En Costa Rica, el asesinato de Eva se suma al de otras 11 mujeres asesinadas en lo que va de este año. Este dato, comparado con los 463 registrados de enero a octubre en Guatemala, parece insignificante. Sin embargo, debemos entender que ninguna mujer debe morir por su condición de género. Ni 11 ni 463. Ni siquiera una sola. El odio por género no nos debe seguir matando.
Escribo este artículo hoy, 25 de noviembre, Día Internacional de la No Violencia contra la Mujer, y no puedo dejar de pensar en todas las Evas que han sido asesinadas con la única culpa de haber nacido mujeres y en todos los niños huérfanos de los que nadie habla. En Costa Rica, del 2007, año en que se promulgó la Ley de Penalización de la Violencia contra las Mujeres (LPVCM), al 31 de diciembre de 2018 ha habido un total de 339 femicidios.
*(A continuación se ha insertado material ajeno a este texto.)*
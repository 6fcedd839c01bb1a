//! `CommandRecord`: the arena-backed owner of a command tree (§3).

use std::collections::BTreeSet;
use std::sync::atomic::{AtomicU32, Ordering};
use std::sync::{Arc, RwLock};

use ash::vk;

use crate::command::allocator::{Arena, CommandAllocator};
use crate::command::{Command, CommandCategory, CommandNode};
use crate::handle::{HandleId, HandleMeta, ObjectType};
use crate::hook::record::CommandHookRecord;

/// A `CommandRecord`'s view of why its debug-label push/pop counts don't balance (§4.3): labels
/// may straddle command-buffer boundaries.
#[derive(Debug, Default, Clone, Copy)]
pub struct LabelImbalance {
    pub unclosed_pushes: u32,
    pub unopened_pops: u32,
}

impl LabelImbalance {
    pub fn is_broken(&self) -> bool {
        self.unclosed_pushes > 0 || self.unopened_pops > 0
    }
}

/// Per-category append counters kept for each open section (§4.3).
#[derive(Debug, Default, Clone)]
pub struct SectionStats {
    pub counts: std::collections::HashMap<CommandCategory, u32>,
}

impl SectionStats {
    pub fn record(&mut self, category: CommandCategory) {
        *self.counts.entry(category).or_insert(0) += 1;
    }
}

/// Owns the private bump-allocator arena every command and owned span in the record is
/// allocated from (§3). Intrusively reference counted: wrap in [`Shared`](crate::handle::Shared)
/// at the storage site (the application's command buffer holds one reference; completed hooks
/// and the GUI may hold others).
#[derive(Debug)]
pub struct CommandRecord {
    meta: HandleMeta,
    arena: RwLock<Arena>,
    root: RwLock<Option<CommandNode>>,
    queue_family_index: u32,
    usage: vk::CommandBufferUsageFlags,
    name: RwLock<Option<String>>,
    label_imbalance: RwLock<LabelImbalance>,
    /// Handles this record references. A plain set rather than the intrusive cross-record
    /// linked list the spec's prose describes: `vkDestroyX`'s "walk every referrer record" (§4.1)
    /// is instead served by a reverse index kept alongside each handle's registry entry, which
    /// is simpler to express soundly in safe Rust and has the same observable behavior.
    used_handles: RwLock<BTreeSet<HandleId>>,
    /// Handles referenced by this record that have since been destroyed. Populated under the
    /// state mutex at destruction time; consulted by the matcher so invalidated records still
    /// match (§3).
    destroyed_handles: RwLock<BTreeSet<HandleId>>,
    hook_records: RwLock<Vec<Arc<CommandHookRecord>>>,
    open_sections: AtomicU32,
}

impl CommandRecord {
    pub fn new(id: u64, allocator: &Arc<CommandAllocator>, queue_family_index: u32, usage: vk::CommandBufferUsageFlags) -> Self {
        Self {
            meta: HandleMeta::with_id(id, ObjectType::CommandBuffer),
            arena: RwLock::new(allocator.new_arena()),
            root: RwLock::new(None),
            queue_family_index,
            usage,
            name: RwLock::new(None),
            label_imbalance: RwLock::new(LabelImbalance::default()),
            used_handles: RwLock::new(BTreeSet::new()),
            destroyed_handles: RwLock::new(BTreeSet::new()),
            hook_records: RwLock::new(Vec::new()),
            open_sections: AtomicU32::new(0),
        }
    }

    pub fn meta(&self) -> &HandleMeta {
        &self.meta
    }

    pub fn queue_family_index(&self) -> u32 {
        self.queue_family_index
    }

    pub fn usage(&self) -> vk::CommandBufferUsageFlags {
        self.usage
    }

    pub fn set_root(&self, root: CommandNode) {
        *self.root.write().unwrap() = Some(root);
    }

    pub fn with_root<R>(&self, f: impl FnOnce(Option<&CommandNode>) -> R) -> R {
        f(self.root.read().unwrap().as_ref())
    }

    pub fn note_handle_use(&self, id: HandleId) {
        self.used_handles.write().unwrap().insert(id);
    }

    pub fn uses_handle(&self, id: HandleId) -> bool {
        self.used_handles.read().unwrap().contains(&id)
    }

    /// Move `id` into the destroyed set without removing it from `used_handles` (§4.1): usage
    /// entries must survive so matches against this record still work after the handle is gone.
    pub fn note_handle_destroyed(&self, id: HandleId) {
        if self.used_handles.read().unwrap().contains(&id) {
            self.destroyed_handles.write().unwrap().insert(id);
        }
    }

    pub fn is_handle_destroyed(&self, id: HandleId) -> bool {
        self.destroyed_handles.read().unwrap().contains(&id)
    }

    pub fn label_imbalance(&self) -> LabelImbalance {
        *self.label_imbalance.read().unwrap()
    }

    pub fn note_unclosed_push(&self) {
        self.label_imbalance.write().unwrap().unclosed_pushes += 1;
    }

    pub fn note_unopened_pop(&self) {
        self.label_imbalance.write().unwrap().unopened_pops += 1;
    }

    pub fn push_hook_record(&self, record: Arc<CommandHookRecord>) {
        self.hook_records.write().unwrap().push(record);
    }

    pub fn hook_records(&self) -> Vec<Arc<CommandHookRecord>> {
        self.hook_records.read().unwrap().clone()
    }

    pub fn set_name(&self, name: impl Into<String>) {
        *self.name.write().unwrap() = Some(name.into());
    }

    pub fn name(&self) -> Option<String> {
        self.name.read().unwrap().clone()
    }

    pub fn arena_block_count(&self) -> usize {
        self.arena.read().unwrap().block_count()
    }

    pub(crate) fn open_section_depth(&self) -> u32 {
        self.open_sections.load(Ordering::Relaxed)
    }

    pub(crate) fn enter_section(&self) {
        self.open_sections.fetch_add(1, Ordering::Relaxed);
    }

    pub(crate) fn leave_section(&self) -> bool {
        self.open_sections
            .fetch_update(Ordering::Relaxed, Ordering::Relaxed, |v| v.checked_sub(1))
            .is_ok()
    }
}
En Guatemala, la Ley contra el Femicidio y Otras Formas de Violencia contra la Mujer entró en vigor en mayo del 2008, y desde entonces 7,178 mujeres han sido asesinadas (aunque no todos estos homicidios son femicidios, es probable que la mayoría sí lo sean).
¿Cuántas otras Evas tienen que morir en Costa Rica y en Guatemala para que hagamos algo?
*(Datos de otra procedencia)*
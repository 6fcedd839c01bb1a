//! Generic pooled-object abstraction, shared by the fence, semaphore, and internal
//! command-buffer pools (§5).

use std::hash::Hash;
use std::sync::{Arc, Mutex};

use anyhow::Result;

/// An object that can be recycled through a [`Pool`].
pub trait Poolable: Sized {
    type Key: Clone + Hash + Eq;

    /// Reset internal state right before the object is returned to the pool.
    fn on_release(&mut self);
}

struct PoolInner<P: Poolable> {
    idle: Vec<P>,
    create: Box<dyn FnMut(&P::Key) -> Result<P> + Send>,
}

/// A pool of reusable `P`s, keyed by `P::Key` (e.g. a queue family index for command pools, or
/// `()` for fences/semaphores which are fungible). New-block-style acquisition: pop an idle
/// entry if one exists, otherwise call the pool's creation closure.
pub struct Pool<P: Poolable> {
    inner: Arc<Mutex<PoolInner<P>>>,
}

impl<P: Poolable> Clone for Pool<P> {
    fn clone(&self) -> Self {
        Self { inner: self.inner.clone() }
    }
}

impl<P: Poolable> Pool<P> {
    pub fn new(create: impl FnMut(&P::Key) -> Result<P> + Send + 'static) -> Self {
        Self {
            inner: Arc::new(Mutex::new(PoolInner {
                idle: Vec::new(),
                create: Box::new(create),
            })),
        }
    }

    /// Acquire a pooled object for `key`, wrapped so it is returned to this pool on drop.
    pub fn acquire(&self, key: P::Key) -> Result<Pooled<P>> {
        let item = {
            let mut inner = self.inner.lock().unwrap();
            match inner.idle.pop() {
                Some(item) => item,
                None => (inner.create)(&key)?,
            }
        };
        Ok(Pooled {
            item: Some(item),
            pool: self.clone(),
        })
    }

    pub fn idle_count(&self) -> usize {
        self.inner.lock().unwrap().idle.len()
    }

    fn release(&self, mut item: P) {
        item.on_release();
        self.inner.lock().unwrap().idle.push(item);
    }
}

/// A `P` on loan from a [`Pool`]. Returned to the pool automatically on drop.
pub struct Pooled<P: Poolable> {
    item: Option<P>,
    pool: Pool<P>,
}

impl<P: Poolable> std::ops::Deref for Pooled<P> {
    type Target = P;

    fn deref(&self) -> &P {
        self.item.as_ref().expect("Pooled item taken before drop")
    }
}

impl<P: Poolable> std::ops::DerefMut for Pooled<P> {
    fn deref_mut(&mut self) -> &mut P {
        self.item.as_mut().expect("Pooled item taken before drop")
    }
}

impl<P: Poolable> Drop for Pooled<P> {
    fn drop(&mut self) {
        if let Some(item) = self.item.take() {
            self.pool.release(item);
        }
    }
}

impl<P: Poolable + std::fmt::Debug> std::fmt::Debug for Pooled<P> {
    fn fmt(&self, f: &mut std::fmt::Formatter<'_>) -> std::fmt::Result {
        f.debug_struct("Pooled").field("item", &self.item).finish()
    }
}

#[cfg(test)]
mod tests {
    use super::*;

    #[derive(Debug, PartialEq, Eq)]
    struct Counter(u32);

    impl Poolable for Counter {
        type Key = ();

        fn on_release(&mut self) {
            self.0 = 0;
        }
    }

    #[test]
    fn acquiring_with_an_empty_pool_creates_a_fresh_item() {
        let pool: Pool<Counter> = Pool::new(|_| Ok(Counter(1)));
        let item = pool.acquire(()).unwrap();
        assert_eq!(item.0, 1);
    }

    #[test]
    fn dropping_returns_the_item_for_reuse() {
        let pool: Pool<Counter> = Pool::new(|_| Ok(Counter(7)));
        {
            let mut item = pool.acquire(()).unwrap();
            item.0 = 99;
        }
        assert_eq!(pool.idle_count(), 1);
        let item = pool.acquire(()).unwrap();
        assert_eq!(item.0, 0, "on_release should have reset state before reuse");
    }
}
En diciembre del año pasado, Eva Morera inmortalizó una respuesta en su Facebook. «Desearía encontrar una solución para que esta ola de feminicidios acabe. Sin duda alguna sé que es ultradifícil, y lo único que puedo hacer, y sé que ustedes también pueden hacerlo, es dejar la crianza machista al lado y no tolerarlos. Si saben que la mujer está sufriendo algún tipo de agresión, ayúdenla a salir de ese infierno y dejen de ser cómplices», publicó.